As someone who witnessed his mom battle Huntington’s Disease (HD) for 17 years, I know how crucial it is to find an effective treatment for this condition. Unfortunately, I learned I also carry the HD gene and I’m guaranteed to get symptoms until there is a treatment in time. One of the current challenges is that even though I have the gene, I don’t qualify for most clinical trials since I’m not clinically diagnosed. There is a ton of research out there that shows clinical changes can happen for as long as 20 years prior to clinical onset.

How do we fix this issue? Bring in the patient perspective to better understand how people like myself, who are pre-symptomatic, don’t want to wait until we are sick to participate in a study, or receive a potential treatment. In late July I, along with six other Huntington’s Disease (HD) advocates, spoke at an FDA Patient Listening Session to share our stories and the risks we are willing to take to participate in trials today, not in the future.

There were HD patient advocacy organizations along with 50 members of the FDA in attendance to witness what the FDA Director of Neuroscience, Billy Dunn, mentioned as the first pre-symptomatic disease population to share the unmet needs of our community. I was shocked yet excited to hear this because I knew how essential it was to engage directly with the FDA if we truly wanted to accelerate HD research.

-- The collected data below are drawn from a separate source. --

/// Rectangle encodings the client can decode.
pub mod encodings {
    pub const RAW: i32 = 0;
    pub const COPY_RECT: i32 = 1;
    pub const RRE: i32 = 2;
    pub const HEXTILE: i32 = 5;
    pub const TIGHT: i32 = 7;
    pub const ZRLE: i32 = 16;
    pub const JPEG: i32 = 21;
    pub const TIGHT_PNG: i32 = -260;

    // Pseudo-encodings: non-pixel rectangles carrying capabilities or
    // metadata.
    pub const PSEUDO_QUALITY_LEVEL_0: i32 = -32;
    pub const PSEUDO_COMPRESS_LEVEL_0: i32 = -256;
    pub const PSEUDO_DESKTOP_SIZE: i32 = -223;
    pub const PSEUDO_LAST_RECT: i32 = -224;
    pub const PSEUDO_CURSOR: i32 = -239;
    pub const PSEUDO_QEMU_EXTENDED_KEY_EVENT: i32 = -258;
    pub const PSEUDO_DESKTOP_NAME: i32 = -307;
    pub const PSEUDO_EXTENDED_DESKTOP_SIZE: i32 = -308;
    pub const PSEUDO_XVP: i32 = -309;
    pub const PSEUDO_FENCE: i32 = -312;
    pub const PSEUDO_CONTINUOUS_UPDATES: i32 = -313;
    pub const PSEUDO_EXTENDED_CLIPBOARD: i32 = 0xc0a1e5ce_u32 as i32;
    pub const PSEUDO_VMWARE_CURSOR: i32 = 0x574d5664;
}

/// Security types (the u8 values of the 3.7+ security list; VeNCrypt
/// subtypes reuse the same numbering space as u32).
pub mod security {
    pub const NONE: u32 = 1;
    pub const VNC_AUTH: u32 = 2;
    pub const RA2NE: u32 = 6;
    pub const TIGHT: u32 = 16;
    pub const VENCRYPT: u32 = 19;
    pub const XVP: u32 = 22;
    pub const ARD: u32 = 30;
    pub const MSLOGON_II: u32 = 113;
    /// TightVNC Unix login sub-auth (reachable only through Tight).
    pub const TIGHT_UNIX_LOGIN: u32 = 129;
    /// VeNCrypt Plain subtype (reachable only through VeNCrypt).
    pub const PLAIN: u32 = 256;
}
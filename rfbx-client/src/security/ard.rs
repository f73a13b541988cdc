//! Apple Remote Desktop authentication (security type 30).
//!
//! Diffie-Hellman over a server-supplied group, then a 128-byte
//! credential block (username at offset 0, password at offset 64, both
//! NUL-terminated and at most 63 bytes, the rest random) encrypted with
//! AES-128-ECB keyed by the MD5 of the shared secret. The client sends
//! the ciphertext followed by its DH public value.

use crate::engine::Session;
use crate::errors::ClientError;
use crate::security::AuthOutcome;
use md5::{Digest, Md5};
use rand::RngCore;
use rfbx_crypto::DhGroup;
use rfbx_render::Renderer;

impl<R: Renderer> Session<R> {
    pub(super) async fn auth_ard(&mut self) -> Result<AuthOutcome, ClientError> {
        let generator = self.stream.read_bytes(2).await?;
        let key_length = self.stream.read_u16().await? as usize;
        let prime = self.stream.read_bytes(key_length).await?;
        let server_public = self.stream.read_bytes(key_length).await?;

        self.require_credentials(&["username", "password"]).await?;
        let username = self.config.credentials.username.clone().unwrap_or_default();
        let password = self.config.credentials.password.clone().unwrap_or_default();

        let mut rng = rand::thread_rng();
        let group = DhGroup::new(&generator, &prime);
        let keypair = group.generate_keypair(&mut rng);
        let shared = group.shared_secret(&keypair, &server_public);

        let aes_key: [u8; 16] = Md5::digest(&shared).into();

        let mut credentials = [0u8; 128];
        rng.fill_bytes(&mut credentials);
        write_c_string(&mut credentials[0..64], &username);
        write_c_string(&mut credentials[64..128], &password);
        rfbx_crypto::aes::ecb_encrypt(&aes_key, &mut credentials);

        self.send.push_bytes(&credentials)?;
        self.send.push_bytes(&keypair.public)?;
        self.send.flush()?;
        Ok(AuthOutcome::Done)
    }
}

/// Copy at most 63 bytes of `text` into the field and NUL-terminate it.
fn write_c_string(field: &mut [u8], text: &str) {
    let bytes = text.as_bytes();
    let len = bytes.len().min(63);
    field[..len].copy_from_slice(&bytes[..len]);
    field[len] = 0;
}

#[cfg(test)]
mod tests {
    use super::*;

    #[test]
    fn test_write_c_string_truncates_and_terminates() {
        let mut field = [0xFFu8; 64];
        write_c_string(&mut field, "user");
        assert_eq!(&field[..4], b"user");
        assert_eq!(field[4], 0);
        assert_eq!(field[5], 0xFF); // random filler untouched

        let long = "x".repeat(100);
        let mut field = [0xFFu8; 64];
        write_c_string(&mut field, &long);
        assert_eq!(field[62], b'x');
        assert_eq!(field[63], 0);
    }
}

It took a village to make this happen, with over six months of preparation that my good friend and fellow HD patient advocate, BJ Viau, was instrumental in helping get done. Not only did we have to work closely with our fellow HD community advocates, but had to create an IRB survey to capture more data to better understand the impact HD has on patients before being clinically diagnosed. Within one month, we were able to get 164 qualified responses where we learned:

  • 73% of respondents visited a clinician less than once a year.
  • 76% expressed a level of willingness to participate in pre-symptomatic clinical trials.
  • Using a hypothetical thought experiment, individuals were willing to accept a mortality risk between 30-42% for a gene therapy that would slow symptoms by 90%.

If you’d like to learn more about the session, check out BJ’s great recap about it or reach out directly to me to see how you can get involved.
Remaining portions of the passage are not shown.